Whether the plaintiff "suffered any serious lasting effects" is relevant to "the degree of heinousness" of a defendant's conduct. Id. at 27, 42. Prywes testified that since discovering the camera she "never feel[s] alone," even when she's in a "private place" and that, when she goes out, she is aware of cameras "[a]ll the time." She has difficulty trusting people and does not "want[] to live with anyone or around anybody [she doesn't] know that well or anything like that." Woodhams testified about suffering similar effects. He said, "I mean, I definitely have trouble connecting with people now, and kind of letting them in to who I am and just taking their word or even believing in what they're saying."

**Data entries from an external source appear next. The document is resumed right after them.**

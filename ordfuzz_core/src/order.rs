use crate::level::Level;
use serde::{Deserialize, Serialize};
use std::fmt;
use std::hash::{Hash, Hasher};

/// The two relations an order can declare between levels of one option.
#[derive(Debug, Clone, Copy, PartialEq, Eq, Hash, PartialOrd, Ord, Serialize, Deserialize)]
pub enum OrderType {
    #[serde(rename = "MST")]
    MoreSoundThan,
    #[serde(rename = "MPT")]
    MorePreciseThan,
}

impl fmt::Display for OrderType {
    fn fmt(&self, f: &mut fmt::Formatter<'_>) -> fmt::Result {
        match self {
            OrderType::MoreSoundThan => f.write_str("MORE_SOUND_THAN"),
            OrderType::MorePreciseThan => f.write_str("MORE_PRECISE_THAN"),
        }
    }
}

/// `left` stands in `order_type` relation to `right`.
///
/// Instances are built by [`ConfigOption::order`](crate::option::ConfigOption::order),
/// which records whether the relation is anchored on explicit edges and
/// whether it needed more than one hop. Equality and hashing only look at
/// the levels, the relation and the option.
#[derive(Debug, Clone)]
pub struct PartialOrder {
    pub left: Level,
    pub order_type: OrderType,
    pub right: Level,
    pub option_name: String,
    explicit: bool,
    transitive: bool,
}

impl PartialOrder {
    pub(crate) fn new(
        left: Level,
        order_type: OrderType,
        right: Level,
        option_name: String,
        explicit: bool,
        transitive: bool,
    ) -> Self {
        Self {
            left,
            order_type,
            right,
            option_name,
            explicit,
            transitive,
        }
    }

    /// Whether the relation is reachable through explicit edges only.
    pub fn is_explicit(&self) -> bool {
        self.explicit
    }

    /// Whether the relation was only established through multi-hop reachability.
    pub fn is_transitive(&self) -> bool {
        self.transitive
    }

    /// True when this order reads `left_level <order_type> right_level` literally.
    pub fn matches(&self, left_level: &Level, right_level: &Level) -> bool {
        &self.left == left_level && &self.right == right_level
    }
}

impl PartialEq for PartialOrder {
    fn eq(&self, other: &Self) -> bool {
        self.left == other.left
            && self.order_type == other.order_type
            && self.right == other.right
            && self.option_name == other.option_name
    }
}

impl Eq for PartialOrder {}

impl Hash for PartialOrder {
    fn hash<H: Hasher>(&self, state: &mut H) {
        self.left.hash(state);
        self.order_type.hash(state);
        self.right.hash(state);
        self.option_name.hash(state);
    }
}

impl fmt::Display for PartialOrder {
    fn fmt(&self, f: &mut fmt::Formatter<'_>) -> fmt::Result {
        write!(f, "{} {} {}", self.left, self.order_type, self.right)
    }
}

#[cfg(test)]
mod tests {
    use super::*;
    use std::collections::HashSet;

    #[test]
    fn equality_ignores_provenance_flags() {
        let direct = PartialOrder::new(
            Level::new("cg", "CHA"),
            OrderType::MoreSoundThan,
            Level::new("cg", "RTA"),
            "cg".to_string(),
            true,
            false,
        );
        let derived = PartialOrder::new(
            Level::new("cg", "CHA"),
            OrderType::MoreSoundThan,
            Level::new("cg", "RTA"),
            "cg".to_string(),
            false,
            true,
        );
        assert_eq!(direct, derived);
        let set: HashSet<_> = [direct, derived].into_iter().collect();
        assert_eq!(set.len(), 1);
    }

    #[test]
    fn display_reads_left_to_right() {
        let order = PartialOrder::new(
            Level::new("k", "2"),
            OrderType::MorePreciseThan,
            Level::new("k", "1"),
            "k".to_string(),
            true,
            false,
        );
        assert_eq!(order.to_string(), "k=2 MORE_PRECISE_THAN k=1");
    }
}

The appellees' testimony was supported by opinions of expert witnesses. John Burke Mealy, Ph.D., a clinical psychologist who evaluated Woodhams, testified that "the disturbance in [Woodhams's] sense of trust will endure for a long time," and that "he's definitely going to have emotional aftermath." Jack Blaine, M.D., a psychiatrist who had treated Prywes previously, testified that the violation of her privacy had "exacerbated" a previous "anxiety disorder." He opined that she would benefit from future treatment because "she has suffered from the trauma and has some aspects of posttraumatic stress." We must assume that the jury credited this testimony and found that Van Dusen's conduct has had lasting negative psychological effects on the appellees.

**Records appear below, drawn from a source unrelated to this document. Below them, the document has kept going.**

use crate::job::FinishedFuzzingJob;
use crate::option::SpaceError;
use crate::order::OrderType;
use crate::reader::{GroundTruth, Reader};
use crate::tool::Tool;
use crate::violation::PotentialViolation;
use rayon::prelude::*;
use std::hash::Hash;
use std::sync::Arc;
use tracing::debug;

/// Pairs finished jobs up along the configuration space's partial orders
/// and turns every comparable pair into a [`PotentialViolation`].
///
/// Pairs are independent of each other and are compared on the ambient
/// rayon pool; the configuration space is only read.
pub struct ViolationEngine<T: Eq + Hash> {
    tool: Arc<Tool>,
    reader: Arc<dyn Reader<T>>,
    ground_truth: Option<Arc<GroundTruth<T>>>,
}

impl<T> ViolationEngine<T>
where
    T: Eq + Hash + Clone + Send + Sync,
{
    pub fn new(tool: Arc<Tool>, reader: Arc<dyn Reader<T>>) -> Self {
        Self {
            tool,
            reader,
            ground_truth: None,
        }
    }

    /// Restricts comparisons to true positives (soundness) and false
    /// positives (precision).
    pub fn with_ground_truth(mut self, ground_truth: Arc<GroundTruth<T>>) -> Self {
        self.ground_truth = Some(ground_truth);
        self
    }

    /// Candidate pairs: same target, and the second job either investigates
    /// the same option or is a baseline. Failed jobs never take part.
    fn candidate_pairs<'a>(
        finished: &'a [FinishedFuzzingJob],
    ) -> Vec<(&'a FinishedFuzzingJob, &'a FinishedFuzzingJob)> {
        let comparable: Vec<&FinishedFuzzingJob> =
            finished.iter().filter(|j| j.result.is_some()).collect();
        let mut pairs = Vec::new();
        for (i, job1) in comparable.iter().enumerate() {
            for (k, job2) in comparable.iter().enumerate() {
                if i == k || job1.target() != job2.target() {
                    continue;
                }
                let option1 = job1.job.option_under_investigation();
                let option2 = job2.job.option_under_investigation();
                if option2.is_none() || option1 == option2 {
                    pairs.push((*job1, *job2));
                }
            }
        }
        pairs
    }

    pub fn check(
        &self,
        finished: &[FinishedFuzzingJob],
    ) -> Result<Vec<PotentialViolation<T>>, SpaceError> {
        let pairs = Self::candidate_pairs(finished);
        debug!(jobs = finished.len(), pairs = pairs.len(), "Comparing finished jobs");
        let compared: Vec<Option<PotentialViolation<T>>> = pairs
            .into_par_iter()
            .map(|(job1, job2)| self.compare(job1, job2))
            .collect::<Result<_, _>>()?;
        Ok(compared.into_iter().flatten().collect())
    }

    /// Relates one pair. `Ok(None)` means there is nothing to report: the
    /// shared option has the same level, the levels are unrelated, or the
    /// only relation found is purely implicit.
    pub fn compare(
        &self,
        job1: &FinishedFuzzingJob,
        job2: &FinishedFuzzingJob,
    ) -> Result<Option<PotentialViolation<T>>, SpaceError> {
        let Some(option_name) = job1
            .job
            .option_under_investigation()
            .or(job2.job.option_under_investigation())
        else {
            return Ok(None);
        };
        let option = self.tool.get_option(option_name)?;
        let (Some(l1), Some(l2)) = (
            job1.configuration().get(option_name),
            job2.configuration().get(option_name),
        ) else {
            return Ok(None);
        };
        if l1 == l2 {
            return Ok(None);
        }
        if job1.configuration().differing_options(job2.configuration()) != [option_name] {
            debug!(option = option_name, "Skipping pair that differs in more than one option");
            return Ok(None);
        }

        let orders = if option.is_more_sound(l1, l2, true)? && option.is_more_precise(l2, l1, true)? {
            [
                option.order(OrderType::MoreSoundThan, l1, l2)?,
                option.order(OrderType::MorePreciseThan, l2, l1)?,
            ]
        } else if option.is_more_sound(l2, l1, true)? && option.is_more_precise(l1, l2, true)? {
            [
                option.order(OrderType::MoreSoundThan, l2, l1)?,
                option.order(OrderType::MorePreciseThan, l1, l2)?,
            ]
        } else {
            return Ok(None);
        };
        let orders: Vec<_> = orders.into_iter().flatten().collect();

        let anchored = orders
            .iter()
            .find(|o| o.matches(l1, l2))
            .is_some_and(|o| o.is_explicit());
        if !anchored {
            return Ok(None);
        }

        Ok(Some(PotentialViolation::new(
            job1.clone(),
            job2.clone(),
            option_name.to_string(),
            orders,
            self.reader.clone(),
            self.ground_truth.clone(),
        )))
    }

    /// Forces the lazy evidence of every violation in parallel and returns
    /// how many are actually violated.
    pub fn evaluate(&self, violations: &[PotentialViolation<T>]) -> usize {
        violations.par_iter().filter(|v| v.violated()).count()
    }
}

#[cfg(test)]
mod tests {
    use super::*;
    use crate::configuration::Configuration;
    use crate::job::{Benchmark, FuzzingJob};
    use crate::level::Level;
    use crate::reader::LineReader;
    use crate::tool::tests::sample_tool;
    use crate::violation::tests::finished;
    use std::time::Duration;
    use tempfile::tempdir;

    fn engine() -> (Arc<Tool>, ViolationEngine<String>) {
        let tool = Arc::new(sample_tool());
        let engine = ViolationEngine::new(tool.clone(), Arc::new(LineReader));
        (tool, engine)
    }

    #[test]
    fn identical_outputs_never_violate() {
        let dir = tempdir().unwrap();
        let (tool, engine) = engine();
        let seed = Configuration::default_for(&tool).unwrap();
        let jobs = vec![
            finished(dir.path(), seed.clone(), "app", &["e1", "e2"]),
            finished(dir.path(), seed.mutated(Level::new("cg", "RTA")), "app", &["e1", "e2"]),
            finished(dir.path(), seed.mutated(Level::new("cg", "VTA")), "app", &["e1", "e2"]),
            finished(dir.path(), seed.mutated(Level::new("k", "3")), "app", &["e1", "e2"]),
            finished(dir.path(), seed.mutated(Level::new("reflection", "TRUE")), "app", &["e1", "e2"]),
        ];
        let violations = engine.check(&jobs).unwrap();
        assert!(!violations.is_empty());
        assert_eq!(engine.evaluate(&violations), 0);
    }

    #[test]
    fn soundness_violation_is_reported_once() {
        let dir = tempdir().unwrap();
        let (tool, engine) = engine();
        // The seed runs VTA; the RTA mutant is declared more sound but finds less.
        let seed = Configuration::parse(&tool, "--cg VTA").unwrap();
        let jobs = vec![
            finished(dir.path(), seed.clone(), "app", &["e1", "e2"]),
            finished(dir.path(), seed.mutated(Level::new("cg", "RTA")), "app", &["e1"]),
        ];
        let violations = engine.check(&jobs).unwrap();
        assert_eq!(violations.len(), 1);
        let pv = &violations[0];
        assert!(pv.violated());
        assert!(!pv.is_transitive());
        assert_eq!(pv.main_order().unwrap().order_type, OrderType::MoreSoundThan);
        assert_eq!(pv.job1_level().unwrap().level_name, "RTA");
    }

    #[test]
    fn precision_violation_is_reported_once() {
        let dir = tempdir().unwrap();
        let (tool, engine) = engine();
        let seed = Configuration::default_for(&tool).unwrap();
        let more_precise = seed.mutated(Level::new("k", "4"));
        let less_precise = seed.mutated(Level::new("k", "2"));
        let jobs = vec![
            finished(dir.path(), more_precise, "app", &["alarm1", "alarm2"]),
            finished(dir.path(), less_precise, "app", &["alarm1"]),
        ];
        let violations = engine.check(&jobs).unwrap();
        assert_eq!(violations.len(), 1);
        let pv = &violations[0];
        assert_eq!(pv.main_order().unwrap().order_type, OrderType::MorePreciseThan);
        assert_eq!(pv.job1_level().unwrap().level_name, "4");
        assert!(pv.violated());
        assert_eq!(pv.job1_minus_job2().len(), 1);
    }

    #[test]
    fn transitive_orders_are_reported_and_flagged() {
        let dir = tempdir().unwrap();
        let (tool, engine) = engine();
        let seed = Configuration::default_for(&tool).unwrap();
        let jobs = vec![
            finished(dir.path(), seed.mutated(Level::new("cg", "CHA")), "app", &["e1"]),
            finished(dir.path(), seed.mutated(Level::new("cg", "VTA")), "app", &["e1", "e9"]),
        ];
        let violations = engine.check(&jobs).unwrap();
        assert_eq!(violations.len(), 1);
        assert!(violations[0].is_transitive());
        assert!(violations[0].violated());
    }

    #[test]
    fn pairs_are_confined_to_one_target_and_one_option() {
        let dir = tempdir().unwrap();
        let (tool, engine) = engine();
        let seed = Configuration::default_for(&tool).unwrap();
        let jobs = vec![
            finished(dir.path(), seed.mutated(Level::new("cg", "RTA")), "app-a", &["x"]),
            finished(dir.path(), seed.mutated(Level::new("cg", "VTA")), "app-b", &[]),
            finished(dir.path(), seed.mutated(Level::new("k", "4")), "app-a", &[]),
        ];
        assert!(engine.check(&jobs).unwrap().is_empty());
    }

    #[test]
    fn failed_jobs_are_excluded() {
        let dir = tempdir().unwrap();
        let (tool, engine) = engine();
        let seed = Configuration::default_for(&tool).unwrap();
        let failed = FinishedFuzzingJob::new(
            FuzzingJob::new(seed.mutated(Level::new("cg", "RTA")), Benchmark::new("app")),
            Duration::from_secs(60),
            None,
        );
        let jobs = vec![finished(dir.path(), seed, "app", &["e1"]), failed];
        assert!(engine.check(&jobs).unwrap().is_empty());
    }

    #[test]
    fn baselines_alone_are_not_compared() {
        let dir = tempdir().unwrap();
        let (tool, engine) = engine();
        let seed = Configuration::default_for(&tool).unwrap();
        let other = Configuration::parse(&tool, "--cg RTA").unwrap();
        let jobs = vec![
            finished(dir.path(), seed, "app", &["e1"]),
            finished(dir.path(), other, "app", &[]),
        ];
        assert!(engine.check(&jobs).unwrap().is_empty());
    }
}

Van Dusen maintains, however, that his conduct was not grave enough to warrant the punitive damages awards because, although the appellees were recorded while engaged in sexual relations, they "were [un]aware" that he was recording them; his conduct was the result of a "mental condition"; and he did not intend to cause injury or commit fraud and "his admitted intent was to obtain only a respite from the stresses, shame, and indignities he was suffering at the time."

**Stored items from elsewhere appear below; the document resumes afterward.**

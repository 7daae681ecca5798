use crate::level::Level;
use crate::option::{ConfigOption, OptionType, SpaceError};
use crate::order::{OrderType, PartialOrder};
use serde::Deserialize;
use std::collections::BTreeMap;
use std::path::Path;
use std::sync::Arc;
use tracing::debug;

/// The configuration space of one analysis tool: a named collection of options.
#[derive(Debug, Clone)]
pub struct Tool {
    pub name: String,
    options: BTreeMap<String, Arc<ConfigOption>>,
}

impl Tool {
    pub fn new(name: impl Into<String>) -> Self {
        Self {
            name: name.into(),
            options: BTreeMap::new(),
        }
    }

    pub fn add_option(&mut self, option: ConfigOption) -> Result<(), SpaceError> {
        if self.options.contains_key(&option.name) {
            return Err(SpaceError::DuplicateOption(option.name));
        }
        self.options.insert(option.name.clone(), Arc::new(option));
        Ok(())
    }

    pub fn get_option(&self, name: &str) -> Result<&Arc<ConfigOption>, SpaceError> {
        self.options
            .get(name)
            .ok_or_else(|| SpaceError::UnknownOption(name.to_string()))
    }

    /// Options in name order.
    pub fn options(&self) -> impl Iterator<Item = &Arc<ConfigOption>> {
        self.options.values()
    }

    pub fn len(&self) -> usize {
        self.options.len()
    }

    pub fn is_empty(&self) -> bool {
        self.options.is_empty()
    }

    /// Every directly declared order across all options.
    pub fn partial_orders(&self) -> Vec<PartialOrder> {
        self.options().flat_map(|o| o.declared_orders()).collect()
    }

    /// Loads a configuration space from its JSON artifact.
    pub fn load_from_file(path: &Path) -> Result<Self, SpaceError> {
        let content = std::fs::read_to_string(path).map_err(|e| {
            SpaceError::Artifact(format!("Failed to read artifact at {path:?}: {e}"))
        })?;
        Self::from_json(&content)
    }

    pub fn from_json(content: &str) -> Result<Self, SpaceError> {
        let artifact: ToolArtifact = serde_json::from_str(content)
            .map_err(|e| SpaceError::Artifact(format!("Failed to parse artifact: {e}")))?;
        artifact.build()
    }
}

/// A level value as written in the artifact.
#[derive(Deserialize, Debug, Clone)]
#[serde(untagged)]
enum RawLevel {
    Bool(bool),
    Int(i64),
    Name(String),
}

impl RawLevel {
    fn into_name(self) -> String {
        match self {
            RawLevel::Bool(true) => "TRUE".to_string(),
            RawLevel::Bool(false) => "FALSE".to_string(),
            RawLevel::Int(value) => value.to_string(),
            RawLevel::Name(name) => name,
        }
    }
}

#[derive(Deserialize, Debug)]
#[serde(rename_all = "camelCase")]
struct OrderEntry {
    order: OrderType,
    left: RawLevel,
    right: RawLevel,
}

#[derive(Deserialize, Debug)]
#[serde(rename_all = "camelCase")]
struct OptionEntry {
    name: String,
    #[serde(rename = "type")]
    option_type: OptionType,
    #[serde(default)]
    levels: Vec<RawLevel>,
    min_value: Option<i64>,
    max_value: Option<i64>,
    default: Option<RawLevel>,
    #[serde(default)]
    tags: Vec<String>,
    #[serde(default)]
    orders: Vec<OrderEntry>,
}

#[derive(Deserialize, Debug)]
struct ToolArtifact {
    name: String,
    options: Vec<OptionEntry>,
}

impl ToolArtifact {
    fn build(self) -> Result<Tool, SpaceError> {
        let mut tool = Tool::new(self.name);
        let mut edge_count = 0usize;
        for entry in self.options {
            let (option, edges) = entry.build()?;
            edge_count += edges;
            tool.add_option(option)?;
        }
        debug!(
            tool = %tool.name,
            options = tool.len(),
            edges = edge_count,
            "Configuration space built"
        );
        Ok(tool)
    }
}

impl OptionEntry {
    fn build(self) -> Result<(ConfigOption, usize), SpaceError> {
        let mut option = match self.option_type {
            OptionType::Enum => ConfigOption::new_enum(self.name.clone()),
            OptionType::Integer => {
                let (Some(min), Some(max)) = (self.min_value, self.max_value) else {
                    return Err(SpaceError::Artifact(format!(
                        "Integer option '{}' needs minValue and maxValue",
                        self.name
                    )));
                };
                ConfigOption::new_integer(self.name.clone(), min, max)?
            }
        };
        option.tags = self.tags;
        for raw in self.levels {
            option.add_level(raw.into_name());
        }

        let mut orders = Vec::with_capacity(self.orders.len());
        for order in self.orders {
            let left = order.left.into_name();
            let right = order.right.into_name();
            if option.is_integer() {
                // Endpoints of integer orders describe the shape of the range.
                option.add_level(left.clone());
                option.add_level(right.clone());
            }
            orders.push((order.order, left, right));
        }

        let default = self
            .default
            .ok_or_else(|| SpaceError::MissingDefault(self.name.clone()))?;
        option.set_default(&default.into_name())?;

        let edges = orders.len();
        for (order_type, left, right) in orders {
            let left = Level::new(option.name.clone(), left);
            let right = Level::new(option.name.clone(), right);
            match order_type {
                OrderType::MoreSoundThan => option.set_more_sound_than(&left, &right)?,
                OrderType::MorePreciseThan => option.set_more_precise_than(&left, &right)?,
            }
        }
        Ok((option, edges))
    }
}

There is no merit in Van Dusen's argument that the gravity of his conduct was mitigated by the fact that he hid the camera so (as he sees it) the appellees were spared of the knowledge that they were being recorded when they were having sex. Indeed, this argument is ludicrous. If the camera had been in plain view, Prywes would have seen it right away and Van Dusen's plan to watch her every private act would have been foiled. Van Dusen hid the camera to enable him to invade the appellees' privacy to satisfy his own prurient interests. Furthermore, there was no evidence, expert or otherwise, to support Van Dusen's self-diagnosed "mental condition." Finally, his "admitted intent" is immaterial because we must assume that the jury disbelieved his testimony about what he intended.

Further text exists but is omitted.